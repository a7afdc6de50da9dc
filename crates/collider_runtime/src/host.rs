//! Host lifecycle.
//!
//! A [`Host`] owns the ability registry, the rule registry, and where its
//! load options come from. `load` runs the pipeline once. `reload` re-reads
//! the settings file, if there is one, and runs the pipeline again the same
//! way. Rules from earlier loads stay unless the settings ask for a clear.

use std::path::{Path, PathBuf};

use collider_engine::{AbilityTable, CollisionManager, LoadReport, Loader, LoaderConfig};
use collider_foundation::{AbilityId, Result};
use tracing::info;

use crate::settings::{self, Settings};

/// Options forced on regardless of the settings file.
#[derive(Clone, Debug, Default)]
struct Overrides {
    verbose: bool,
    clear_existing: bool,
    source: Option<PathBuf>,
}

impl Overrides {
    fn apply(&self, mut config: LoaderConfig) -> LoaderConfig {
        config.verbose |= self.verbose;
        config.clear_existing |= self.clear_existing;
        if let Some(source) = &self.source {
            config.source.clone_from(source);
        }
        config
    }
}

/// Owns the registries and runs loads against them.
pub struct Host {
    abilities: AbilityTable,
    collisions: CollisionManager<AbilityId>,
    settings_path: Option<PathBuf>,
    config: LoaderConfig,
    overrides: Overrides,
    loads: usize,
}

impl Host {
    /// Creates a host with a fixed configuration.
    #[must_use]
    pub fn new(abilities: AbilityTable, config: LoaderConfig) -> Self {
        Self {
            abilities,
            collisions: CollisionManager::new(),
            settings_path: None,
            config,
            overrides: Overrides::default(),
            loads: 0,
        }
    }

    /// Creates a host whose configuration comes from a settings file.
    ///
    /// # Errors
    /// Returns an error if the settings file cannot be read or is invalid.
    pub fn from_settings(abilities: AbilityTable, settings_path: impl Into<PathBuf>) -> Result<Self> {
        let settings_path = settings_path.into();
        let config = read_config(&settings_path)?;
        let mut host = Self::new(abilities, config);
        host.settings_path = Some(settings_path);
        Ok(host)
    }

    /// Builder method to seed the rule registry with existing rules.
    #[must_use]
    pub fn with_collisions(mut self, collisions: CollisionManager<AbilityId>) -> Self {
        self.collisions = collisions;
        self
    }

    /// Builder method to force verbose logging on.
    #[must_use]
    pub fn with_verbose(mut self, verbose: bool) -> Self {
        self.overrides.verbose = verbose;
        self
    }

    /// Builder method to force clearing existing rules before each load.
    #[must_use]
    pub fn with_clear_existing(mut self, clear: bool) -> Self {
        self.overrides.clear_existing = clear;
        self
    }

    /// Builder method to override the rule file.
    #[must_use]
    pub fn with_source(mut self, source: impl Into<PathBuf>) -> Self {
        self.overrides.source = Some(source.into());
        self
    }

    /// Returns the configuration the next load will use.
    #[must_use]
    pub fn config(&self) -> LoaderConfig {
        self.overrides.apply(self.config.clone())
    }

    /// Returns the settings file, if any.
    #[must_use]
    pub fn settings_path(&self) -> Option<&Path> {
        self.settings_path.as_deref()
    }

    /// Returns the ability registry.
    #[must_use]
    pub fn abilities(&self) -> &AbilityTable {
        &self.abilities
    }

    /// Returns the rule registry.
    #[must_use]
    pub fn collisions(&self) -> &CollisionManager<AbilityId> {
        &self.collisions
    }

    /// Returns the number of completed loads.
    #[must_use]
    pub fn loads(&self) -> usize {
        self.loads
    }

    /// Runs the pipeline once with the current configuration.
    ///
    /// # Errors
    /// Returns an I/O error if the rule file cannot be opened.
    pub fn load(&mut self) -> Result<LoadReport> {
        let config = self.config();
        let report = Loader::new(&self.abilities, &mut self.collisions, config).load()?;
        self.loads += 1;
        Ok(report)
    }

    /// Loads rules from in-memory source with the current configuration.
    pub fn load_str(&mut self, source: &str) -> LoadReport {
        let config = self.config();
        let report = Loader::new(&self.abilities, &mut self.collisions, config).load_str(source);
        self.loads += 1;
        report
    }

    /// Re-reads the settings file and runs the pipeline again.
    ///
    /// # Errors
    /// Returns an error if the settings file cannot be read or is invalid,
    /// or if the rule file cannot be opened. A failed settings read leaves
    /// the previous configuration in place.
    pub fn reload(&mut self) -> Result<LoadReport> {
        if let Some(path) = &self.settings_path {
            self.config = read_config(path)?;
        }
        let report = self.load()?;
        info!("Collisions have reloaded");
        Ok(report)
    }
}

fn read_config(settings_path: &Path) -> Result<LoaderConfig> {
    let settings = Settings::load(settings_path)?;
    Ok(settings.to_loader_config(settings::base_dir(settings_path)))
}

--------

ASSIGNMENT:
When copying the data above, please keep exactly the lines from its first line through the line with "or is invalid.", both ends included, and drop the rest.

YOUR RESPONSE:
repository a7afdc6de50da9dc
filename crates/collider_runtime/src/host.rs
//! Host lifecycle.
//!
//! A [`Host`] owns the ability registry, the rule registry, and where its
//! load options come from. `load` runs the pipeline once. `reload` re-reads
//! the settings file, if there is one, and runs the pipeline again the same
//! way. Rules from earlier loads stay unless the settings ask for a clear.

use std::path::{Path, PathBuf};

use collider_engine::{AbilityTable, CollisionManager, LoadReport, Loader, LoaderConfig};
use collider_foundation::{AbilityId, Result};
use tracing::info;

use crate::settings::{self, Settings};

/// Options forced on regardless of the settings file.
#[derive(Clone, Debug, Default)]
struct Overrides {
    verbose: bool,
    clear_existing: bool,
    source: Option<PathBuf>,
}

impl Overrides {
    fn apply(&self, mut config: LoaderConfig) -> LoaderConfig {
        config.verbose |= self.verbose;
        config.clear_existing |= self.clear_existing;
        if let Some(source) = &self.source {
            config.source.clone_from(source);
        }
        config
    }
}

/// Owns the registries and runs loads against them.
pub struct Host {
    abilities: AbilityTable,
    collisions: CollisionManager<AbilityId>,
    settings_path: Option<PathBuf>,
    config: LoaderConfig,
    overrides: Overrides,
    loads: usize,
}

impl Host {
    /// Creates a host with a fixed configuration.
    #[must_use]
    pub fn new(abilities: AbilityTable, config: LoaderConfig) -> Self {
        Self {
            abilities,
            collisions: CollisionManager::new(),
            settings_path: None,
            config,
            overrides: Overrides::default(),
            loads: 0,
        }
    }

    /// Creates a host whose configuration comes from a settings file.
    ///
    /// # Errors
    /// Returns an error if the settings file cannot be read or is invalid.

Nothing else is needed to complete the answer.